2時間ほどトレーニングを行ったところで、一同は解散となった。
「ウニと肉まんはギョウザ長老の子供なの?」
帰り道、ルルとロイは仲良く歩いていた。ルルの家はロイの家の近くだ。
「いえ、ウニと肉まんは長老の孫ね。両親は他の家に引き取られたみたい」
「なんで長老って呼ばれているの?」
「ギョウザ長老はこの一帯の長老会に所属していて、そこのリーダーをしていたのよ。だから、みんなギョウザ長老を長老と呼んでいるわ」
「長老会かぁ、そんな組織があるなんてちょっと驚きだなぁ」
「大きな組織ではないわ。この一帯の自治体のようなものよ。当然、テチハの件は既に問題になっていたみたいだけど、縄張り争い自体は珍しいものではないから、今の時点では介入しないみたいね」
「ところで、猫猫ネットワークってなに?」
「恐ろしい組織よ。長老会とは比較にならないわね。連中がどうやって独自のネットワークを構築しているか私には全くわからないわ。でも、悪い組織ではないし、捨て猫になった場合の救済措置を持っているから、所属した方がいいわね。私たち七匹も所属しているわ。あなたも紹介があった時には所属した方がいいわ」
「気になっていたことを教えてくれて、ありがとう」
「気にしなくていいわ。私も新米の時にはレミと肉まんに色々と教えられたのよ」
「他に知っておいた方がいいことってある?」
「そうねぇ、一つだけ言っておくわ。猫猫ネットワークの猫は魔法を使えるらしいのよ。それも他の猫に魔法を与えることもできるみたいね。

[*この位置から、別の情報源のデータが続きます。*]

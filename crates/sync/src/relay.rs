//! Forwarding of inbound private messages into one shared channel.

use std::{
    sync::{Arc, RwLock},
    time::Duration,
};

use tracing::{debug, info, warn};

use {
    msgsync_channels::{
        ChannelDirectory, ChannelOutbound, Destination, InboundMessage, OutboundMessage,
    },
    msgsync_config::SyncConfig,
};

#[cfg(feature = "metrics")]
use msgsync_metrics::{counter, labels, relay as relay_metrics};

/// The single channel private messages are forwarded to.
///
/// Unset at startup; each `set` replaces the previous value.
#[derive(Debug, Default)]
pub struct RelayTarget {
    channel_id: RwLock<Option<String>>,
}

impl RelayTarget {
    pub fn new() -> Self {
        Self::default()
    }

    #[must_use]
    pub fn get(&self) -> Option<String> {
        self.channel_id
            .read()
            .unwrap_or_else(|e| e.into_inner())
            .clone()
    }

    /// Store a new target, returning the one it replaced.
    pub fn set(&self, channel_id: impl Into<String>) -> Option<String> {
        self.channel_id
            .write()
            .unwrap_or_else(|e| e.into_inner())
            .replace(channel_id.into())
    }

    pub fn clear(&self) -> Option<String> {
        self.channel_id
            .write()
            .unwrap_or_else(|e| e.into_inner())
            .take()
    }
}

/// A message that was forwarded.
#[derive(Debug, Clone, PartialEq, Eq)]
pub struct RelayOutcome {
    pub channel_id: String,
    pub message_id: String,
}

/// Forwards private messages to the [`RelayTarget`].
///
/// Forwarded messages are not tracked for edit propagation.
pub struct RelayRouter {
    target: Arc<RelayTarget>,
    directory: Arc<dyn ChannelDirectory>,
    outbound: Arc<dyn ChannelOutbound>,
    operation_timeout: Duration,
}

impl RelayRouter {
    pub fn new(
        target: Arc<RelayTarget>,
        directory: Arc<dyn ChannelDirectory>,
        outbound: Arc<dyn ChannelOutbound>,
        config: &SyncConfig,
    ) -> Self {
        Self {
            target,
            directory,
            outbound,
            operation_timeout: config.operation_timeout(),
        }
    }

    /// Returns `None` whenever nothing was forwarded; none of those cases are
    /// reported to the sender.
    pub async fn relay(&self, message: &InboundMessage) -> Option<RelayOutcome> {
        if message.author.is_bot || !message.is_private {
            return None;
        }

        let Some(channel_id) = self.target.get() else {
            #[cfg(feature = "metrics")]
            counter!(relay_metrics::DROPPED_TOTAL, "reason" => labels::NO_TARGET).increment(1);
            return None;
        };

        match tokio::time::timeout(self.operation_timeout, self.forward(channel_id, message)).await
        {
            Ok(outcome) => outcome,
            Err(_) => {
                warn!(
                    author = %message.author.name,
                    timeout_ms = self.operation_timeout.as_millis() as u64,
                    "forwarding private message timed out"
                );
                #[cfg(feature = "metrics")]
                counter!(relay_metrics::DROPPED_TOTAL, "reason" => labels::TIMED_OUT).increment(1);
                None
            },
        }
    }

    async fn forward(&self, channel_id: String, message: &InboundMessage) -> Option<RelayOutcome> {
        let channel = match self.directory.resolve_channel(&channel_id).await {
            Ok(Some(channel)) => channel,
            Ok(None) => {
                debug!(channel_id = %channel_id, "relay channel not found, dropping message");
                #[cfg(feature = "metrics")]
                counter!(relay_metrics::DROPPED_TOTAL, "reason" => labels::TARGET_UNRESOLVED)
                    .increment(1);
                return None;
            },
            Err(e) => {
                debug!(
                    channel_id = %channel_id,
                    error = %e,
                    "relay channel lookup failed, dropping message"
                );
                #[cfg(feature = "metrics")]
                counter!(relay_metrics::DROPPED_TOTAL, "reason" => labels::TARGET_UNRESOLVED)
                    .increment(1);
                return None;
            },
        };

        let outbound = OutboundMessage::text(&message.content)
            .with_attachments(message.attachments.clone());
        match self
            .outbound
            .send_message(&Destination::Channel(channel), outbound)
            .await
        {
            Ok(sent) => {
                info!(
                    author = %message.author.name,
                    channel_id = %channel_id,
                    attachments = message.attachments.len(),
                    "forwarded private message"
                );
                #[cfg(feature = "metrics")]
                counter!(relay_metrics::FORWARDED_TOTAL).increment(1);
                Some(RelayOutcome {
                    channel_id,
                    message_id: sent.id,
                })
            },
            Err(e) => {
                warn!(channel_id = %channel_id, error = %e, "failed to forward private message");
                #[cfg(feature = "metrics")]
                counter!(relay_metrics::DROPPED_TOTAL, "reason" => labels::FAILED).increment(1);
                None
            },
        }
    }
}

#[allow(clippy::unwrap_used, clippy::expect_used)]
#[cfg(test)]
mod tests {
    use {
        super::*,
        msgsync_channels::{Attachment, Author, ChannelKind, testing::FakePlatform},
    };

    fn router(platform: &Arc<FakePlatform>, target: &Arc<RelayTarget>) -> RelayRouter {
        RelayRouter::new(
            Arc::clone(target),
            Arc::clone(platform) as Arc<dyn ChannelDirectory>,
            Arc::clone(platform) as Arc<dyn ChannelOutbound>,
            &SyncConfig::default(),
        )
    }

    fn dm(content: &str) -> InboundMessage {
        InboundMessage {
            id: "in-1".into(),
            channel_id: "dm-U1".into(),
            author: Author {
                id: "U1".into(),
                name: "alice".into(),
                is_bot: false,
            },
            is_private: true,
            content: content.into(),
            attachments: vec![Attachment {
                name: "cat.png".into(),
                url: "https://cdn.example.com/cat.png".into(),
            }],
        }
    }

    #[test]
    fn target_is_last_write_wins() {
        let target = RelayTarget::new();
        assert_eq!(target.get(), None);
        assert_eq!(target.set("C1"), None);
        assert_eq!(target.set("C2").as_deref(), Some("C1"));
        assert_eq!(target.get().as_deref(), Some("C2"));
        assert_eq!(target.clear().as_deref(), Some("C2"));
        assert_eq!(target.get(), None);
    }

    #[tokio::test]
    async fn unset_target_sends_nothing() {
        let platform = Arc::new(FakePlatform::new());
        platform.add_channel("C1", ChannelKind::Text);
        let target = Arc::new(RelayTarget::new());

        assert!(router(&platform, &target).relay(&dm("hi")).await.is_none());
        assert!(platform.sent().is_empty());
    }

    #[tokio::test]
    async fn forwards_content_and_attachments_once() {
        let platform = Arc::new(FakePlatform::new());
        platform.add_channel("C1", ChannelKind::Text);
        let target = Arc::new(RelayTarget::new());
        target.set("C1");

        let outcome = router(&platform, &target).relay(&dm("hi")).await.unwrap();

        assert_eq!(outcome.channel_id, "C1");
        let sent = platform.sent();
        assert_eq!(sent.len(), 1);
        assert_eq!(sent[0].destination_id, "C1");
        assert_eq!(sent[0].message.content, "hi");
        assert_eq!(sent[0].message.attachments, dm("hi").attachments);
    }

    #[tokio::test]
    async fn unresolvable_target_is_silent() {
        let platform = Arc::new(FakePlatform::new());
        let target = Arc::new(RelayTarget::new());
        target.set("gone");

        assert!(router(&platform, &target).relay(&dm("hi")).await.is_none());
        assert!(platform.sent().is_empty());
    }

    #[tokio::test]
    async fn ignores_bots_and_shared_channels() {
        let platform = Arc::new(FakePlatform::new());
        platform.add_channel("C1", ChannelKind::Text);
        let target = Arc::new(RelayTarget::new());
        target.set("C1");
        let router = router(&platform, &target);

        let mut from_bot = dm("beep");
        from_bot.author.is_bot = true;
        let mut in_guild = dm("hello all");
        in_guild.is_private = false;

        assert!(router.relay(&from_bot).await.is_none());
        assert!(router.relay(&in_guild).await.is_none());
        assert!(platform.sent().is_empty());
    }

    #[tokio::test]
    async fn follows_target_changes() {
        let platform = Arc::new(FakePlatform::new());
        platform
            .add_channel("C1", ChannelKind::Text)
            .add_channel("C2", ChannelKind::Text);
        let target = Arc::new(RelayTarget::new());
        let router = router(&platform, &target);

        target.set("C1");
        router.relay(&dm("one")).await.unwrap();
        target.set("C2");
        router.relay(&dm("two")).await.unwrap();

        assert_eq!(platform.sent_to("C1").len(), 1);
        assert_eq!(platform.sent_to("C2")[0].message.content, "two");
    }

    #[tokio::test(start_paused = true)]
    async fn stalled_forward_gives_up_after_the_timeout() {
        let platform = Arc::new(FakePlatform::new());
        platform
            .add_channel("C1", ChannelKind::Text)
            .stall_sends_to("C1");
        let target = Arc::new(RelayTarget::new());
        target.set("C1");

        let started = tokio::time::Instant::now();
        assert!(router(&platform, &target).relay(&dm("hi")).await.is_none());
        assert_eq!(started.elapsed(), SyncConfig::default().operation_timeout());
        assert!(platform.sent().is_empty());
    }
}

だから、みんな猫猫ネットワークを少なからず恐れているわ。ただし、あくまでも噂だから本当に使えるのかは知らないわね」
「魔法なんて冗談でしょ?」
「知り合いが、猫猫ネットワークの猫が魔法を授けているところを見たことがあるらしいのよ。それに長老会の猫に噂を尋ねてみると、本当だって」
「どんな魔法が使えるようになるの?」
「基本的に授けられた猫も何が使えるのかを教えないし、使ったとしても周りも広めないからわからないわね。噂だと濡れない体とか、怪我や病気を治したりできるらしいわ。でも、私は見たことがないけどね」
「ふーん、なんかちょっと猫猫ネットワークには興味がわいたなぁ」
「でも、注意した方がいいわ。魔法を使える猫なんて、普通の猫は戦っても勝てないから、喧嘩を売らないようにしなさいね」
「うん」
「まぁ、あなたは喧嘩っ早い猫ではないから大丈夫だと思うけど」
「テチハはどこかの組織に所属しているの?」
「いえ、どこにも所属していない三人組ね。猫猫ネットワークでも長老会のメンバーでもないわ。既に確認したからハッキリとわかっているのよ」
「なら、喧嘩しても大丈夫なんだね」
「そうね。基本的にどこの組織もあのくらいの横暴じゃ介入したりしないから、今回の件は私たちだけで解決する必要があるわ」
「でも、喧嘩なんてしたことないんだけどなぁ」
「別に大丈夫よ。こっちは八匹で、向こうは三匹だから、数では勝っているわ。ただ、オス猫が三匹しかいないから、いざと言う時は不安ね」
「これからはトレーニングを続けるのかな?」
「ええ、テチハに勝てるまでは少しでもトレーニングを積んでおいた方がいいと思う」
話し込んでいると、一件の家の前へたどり着いた。他の家と同様にガレージと家が見える。敷地の大きさはこの一帯ではそれほど違いはないようだ。
「ここが私の家よ。これからは何か用事があったら、この家に来るといいわ。じゃあね」
「うん、また明日」
一言だけ簡単に声をかけると、ロイは自分の家へと帰宅した。明日からのトレーニングに備えて少しだけ多めに食事を取ると、ゆっくりと眠りについた。